> **Work instruction**
Repeat only the lines below from the one containing "filename src/transport.rs" through the one containing "#[derive(Debug, Clone, Copy, Default, PartialEq, Eq)]", inclusive, exactly as written.

> **Dataset entries**
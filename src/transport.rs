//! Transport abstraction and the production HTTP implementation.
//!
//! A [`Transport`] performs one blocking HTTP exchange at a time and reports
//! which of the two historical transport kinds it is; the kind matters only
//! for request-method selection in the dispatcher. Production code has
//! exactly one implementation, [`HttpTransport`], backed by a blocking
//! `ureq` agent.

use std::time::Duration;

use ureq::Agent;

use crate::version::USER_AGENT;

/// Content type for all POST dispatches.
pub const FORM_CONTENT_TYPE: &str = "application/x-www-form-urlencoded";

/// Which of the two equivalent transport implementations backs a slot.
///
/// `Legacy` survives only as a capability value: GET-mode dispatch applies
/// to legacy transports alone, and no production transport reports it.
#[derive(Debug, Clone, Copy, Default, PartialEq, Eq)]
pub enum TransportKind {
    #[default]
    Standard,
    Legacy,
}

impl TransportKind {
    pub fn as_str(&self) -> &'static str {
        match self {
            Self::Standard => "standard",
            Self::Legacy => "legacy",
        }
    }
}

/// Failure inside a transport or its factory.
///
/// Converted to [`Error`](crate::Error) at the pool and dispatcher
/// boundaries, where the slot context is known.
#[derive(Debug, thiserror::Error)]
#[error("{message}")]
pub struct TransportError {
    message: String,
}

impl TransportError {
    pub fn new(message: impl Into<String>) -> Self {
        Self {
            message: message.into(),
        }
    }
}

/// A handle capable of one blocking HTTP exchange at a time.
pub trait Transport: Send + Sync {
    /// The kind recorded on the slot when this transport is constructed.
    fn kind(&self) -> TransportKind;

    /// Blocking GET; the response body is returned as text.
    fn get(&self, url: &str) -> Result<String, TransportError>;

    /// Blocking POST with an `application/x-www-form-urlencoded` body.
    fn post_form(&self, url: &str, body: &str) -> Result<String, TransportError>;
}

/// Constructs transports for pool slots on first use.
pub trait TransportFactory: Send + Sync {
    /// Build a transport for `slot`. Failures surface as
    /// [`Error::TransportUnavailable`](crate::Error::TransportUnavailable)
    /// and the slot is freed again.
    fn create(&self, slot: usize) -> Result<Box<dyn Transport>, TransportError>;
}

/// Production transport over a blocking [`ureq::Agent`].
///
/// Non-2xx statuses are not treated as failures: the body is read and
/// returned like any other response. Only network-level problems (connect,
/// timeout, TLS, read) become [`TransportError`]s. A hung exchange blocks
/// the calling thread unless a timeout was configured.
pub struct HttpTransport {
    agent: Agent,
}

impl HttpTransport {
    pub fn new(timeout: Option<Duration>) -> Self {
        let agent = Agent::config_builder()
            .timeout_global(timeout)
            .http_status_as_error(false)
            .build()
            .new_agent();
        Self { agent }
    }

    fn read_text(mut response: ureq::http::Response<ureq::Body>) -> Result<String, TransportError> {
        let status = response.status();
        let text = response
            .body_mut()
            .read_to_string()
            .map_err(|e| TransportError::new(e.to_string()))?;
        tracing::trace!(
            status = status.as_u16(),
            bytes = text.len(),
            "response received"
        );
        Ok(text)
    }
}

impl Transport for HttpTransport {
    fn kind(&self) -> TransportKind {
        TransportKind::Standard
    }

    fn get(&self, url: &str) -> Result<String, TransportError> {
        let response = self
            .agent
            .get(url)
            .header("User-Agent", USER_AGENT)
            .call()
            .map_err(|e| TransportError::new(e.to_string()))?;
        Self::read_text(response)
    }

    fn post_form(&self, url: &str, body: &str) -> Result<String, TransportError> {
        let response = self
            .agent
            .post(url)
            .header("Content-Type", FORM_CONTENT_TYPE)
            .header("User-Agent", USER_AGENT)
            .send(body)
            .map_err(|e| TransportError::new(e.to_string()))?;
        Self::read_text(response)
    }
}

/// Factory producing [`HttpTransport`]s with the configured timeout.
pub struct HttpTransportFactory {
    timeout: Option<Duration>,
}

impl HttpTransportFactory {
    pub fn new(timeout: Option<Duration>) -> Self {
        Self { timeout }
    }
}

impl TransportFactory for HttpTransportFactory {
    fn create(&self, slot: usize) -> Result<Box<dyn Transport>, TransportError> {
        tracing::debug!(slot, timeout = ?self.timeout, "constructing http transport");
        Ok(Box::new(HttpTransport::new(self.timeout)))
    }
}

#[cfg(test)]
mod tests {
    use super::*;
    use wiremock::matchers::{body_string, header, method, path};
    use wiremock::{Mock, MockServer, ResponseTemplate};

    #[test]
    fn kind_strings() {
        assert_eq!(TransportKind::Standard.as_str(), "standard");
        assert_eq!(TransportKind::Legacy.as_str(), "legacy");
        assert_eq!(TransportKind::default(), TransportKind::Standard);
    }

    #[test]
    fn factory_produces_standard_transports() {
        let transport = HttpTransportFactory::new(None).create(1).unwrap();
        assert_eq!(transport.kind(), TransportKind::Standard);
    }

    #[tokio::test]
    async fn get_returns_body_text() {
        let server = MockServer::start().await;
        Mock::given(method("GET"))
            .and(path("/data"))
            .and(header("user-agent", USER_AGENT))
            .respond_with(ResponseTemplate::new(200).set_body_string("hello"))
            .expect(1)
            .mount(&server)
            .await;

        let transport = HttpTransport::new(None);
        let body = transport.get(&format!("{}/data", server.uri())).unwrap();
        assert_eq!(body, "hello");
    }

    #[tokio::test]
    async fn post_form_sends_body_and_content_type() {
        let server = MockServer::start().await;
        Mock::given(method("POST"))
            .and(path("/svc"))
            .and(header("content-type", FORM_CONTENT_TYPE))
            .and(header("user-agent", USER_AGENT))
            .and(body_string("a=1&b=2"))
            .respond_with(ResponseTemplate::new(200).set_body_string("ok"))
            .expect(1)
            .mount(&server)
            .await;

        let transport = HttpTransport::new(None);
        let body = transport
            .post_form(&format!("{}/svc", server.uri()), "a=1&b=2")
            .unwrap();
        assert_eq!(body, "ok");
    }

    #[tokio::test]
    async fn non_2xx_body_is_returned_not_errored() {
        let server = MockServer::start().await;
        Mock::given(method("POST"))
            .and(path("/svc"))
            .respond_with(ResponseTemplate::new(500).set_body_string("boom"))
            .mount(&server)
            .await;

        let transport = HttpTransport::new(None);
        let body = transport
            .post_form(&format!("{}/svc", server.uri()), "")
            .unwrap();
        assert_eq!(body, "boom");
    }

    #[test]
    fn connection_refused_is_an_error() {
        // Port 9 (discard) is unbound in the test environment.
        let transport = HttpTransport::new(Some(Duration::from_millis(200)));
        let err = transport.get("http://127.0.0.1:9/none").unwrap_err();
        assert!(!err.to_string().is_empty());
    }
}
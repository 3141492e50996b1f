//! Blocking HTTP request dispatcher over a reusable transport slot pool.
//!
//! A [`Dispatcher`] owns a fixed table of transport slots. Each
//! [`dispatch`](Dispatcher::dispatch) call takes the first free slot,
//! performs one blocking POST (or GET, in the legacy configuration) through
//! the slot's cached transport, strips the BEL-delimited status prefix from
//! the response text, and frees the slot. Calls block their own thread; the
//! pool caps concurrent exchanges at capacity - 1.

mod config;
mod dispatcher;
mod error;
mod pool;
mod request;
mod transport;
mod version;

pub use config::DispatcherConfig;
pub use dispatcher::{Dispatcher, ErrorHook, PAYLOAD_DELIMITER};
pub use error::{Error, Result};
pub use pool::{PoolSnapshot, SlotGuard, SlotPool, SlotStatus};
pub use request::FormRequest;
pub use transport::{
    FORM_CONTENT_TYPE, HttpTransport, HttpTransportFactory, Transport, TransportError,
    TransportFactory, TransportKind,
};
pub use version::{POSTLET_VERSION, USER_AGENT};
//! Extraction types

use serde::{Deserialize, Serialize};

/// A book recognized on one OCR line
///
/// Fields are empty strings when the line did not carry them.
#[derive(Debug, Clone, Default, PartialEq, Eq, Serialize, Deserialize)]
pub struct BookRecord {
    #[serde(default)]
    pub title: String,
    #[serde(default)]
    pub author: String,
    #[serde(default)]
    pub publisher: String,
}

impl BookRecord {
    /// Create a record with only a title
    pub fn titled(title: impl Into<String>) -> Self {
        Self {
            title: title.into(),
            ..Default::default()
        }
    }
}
--
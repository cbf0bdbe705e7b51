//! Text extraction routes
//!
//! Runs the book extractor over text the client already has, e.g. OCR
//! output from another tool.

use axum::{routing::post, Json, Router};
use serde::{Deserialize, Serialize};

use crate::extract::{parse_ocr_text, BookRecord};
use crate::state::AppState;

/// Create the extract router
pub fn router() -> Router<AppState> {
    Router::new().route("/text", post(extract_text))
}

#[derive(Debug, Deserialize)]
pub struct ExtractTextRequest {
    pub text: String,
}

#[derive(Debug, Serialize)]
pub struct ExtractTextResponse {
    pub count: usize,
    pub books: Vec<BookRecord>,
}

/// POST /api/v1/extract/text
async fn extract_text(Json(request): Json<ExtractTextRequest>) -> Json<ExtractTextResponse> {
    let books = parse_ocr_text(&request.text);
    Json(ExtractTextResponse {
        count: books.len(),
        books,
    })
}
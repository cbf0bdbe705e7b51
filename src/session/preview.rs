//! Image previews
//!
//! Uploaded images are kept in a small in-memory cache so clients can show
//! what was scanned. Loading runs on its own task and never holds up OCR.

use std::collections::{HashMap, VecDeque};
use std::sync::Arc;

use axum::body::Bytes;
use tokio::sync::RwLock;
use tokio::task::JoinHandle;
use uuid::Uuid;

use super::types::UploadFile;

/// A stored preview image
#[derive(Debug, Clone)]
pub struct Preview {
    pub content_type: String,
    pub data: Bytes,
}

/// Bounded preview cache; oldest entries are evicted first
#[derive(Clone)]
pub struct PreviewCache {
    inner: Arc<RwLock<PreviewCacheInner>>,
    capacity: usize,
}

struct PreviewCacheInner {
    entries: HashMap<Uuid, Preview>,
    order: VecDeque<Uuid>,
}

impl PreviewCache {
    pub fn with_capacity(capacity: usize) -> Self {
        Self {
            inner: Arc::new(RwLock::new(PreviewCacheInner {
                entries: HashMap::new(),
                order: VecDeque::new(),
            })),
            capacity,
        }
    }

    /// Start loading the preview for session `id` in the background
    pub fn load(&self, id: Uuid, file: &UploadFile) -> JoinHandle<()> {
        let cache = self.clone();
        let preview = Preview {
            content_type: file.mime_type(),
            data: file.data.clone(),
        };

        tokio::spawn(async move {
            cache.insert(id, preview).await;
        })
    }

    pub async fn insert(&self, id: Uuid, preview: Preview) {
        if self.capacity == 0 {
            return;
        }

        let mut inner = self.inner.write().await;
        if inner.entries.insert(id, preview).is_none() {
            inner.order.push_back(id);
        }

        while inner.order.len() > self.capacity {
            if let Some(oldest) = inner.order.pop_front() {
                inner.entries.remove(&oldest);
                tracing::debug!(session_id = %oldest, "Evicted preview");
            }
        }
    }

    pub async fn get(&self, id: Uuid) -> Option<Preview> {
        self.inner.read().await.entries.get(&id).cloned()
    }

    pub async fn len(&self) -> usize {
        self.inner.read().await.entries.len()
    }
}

> **Output**
filename src/transport.rs
//! Transport abstraction and the production HTTP implementation.
//!
//! A [`Transport`] performs one blocking HTTP exchange at a time and reports
//! which of the two historical transport kinds it is; the kind matters only
//! for request-method selection in the dispatcher. Production code has
//! exactly one implementation, [`HttpTransport`], backed by a blocking
//! `ureq` agent.

use std::time::Duration;

use ureq::Agent;

use crate::version::USER_AGENT;

/// Content type for all POST dispatches.
pub const FORM_CONTENT_TYPE: &str = "application/x-www-form-urlencoded";

/// Which of the two equivalent transport implementations backs a slot.
///
/// `Legacy` survives only as a capability value: GET-mode dispatch applies
/// to legacy transports alone, and no production transport reports it.
#[derive(Debug, Clone, Copy, Default, PartialEq, Eq)]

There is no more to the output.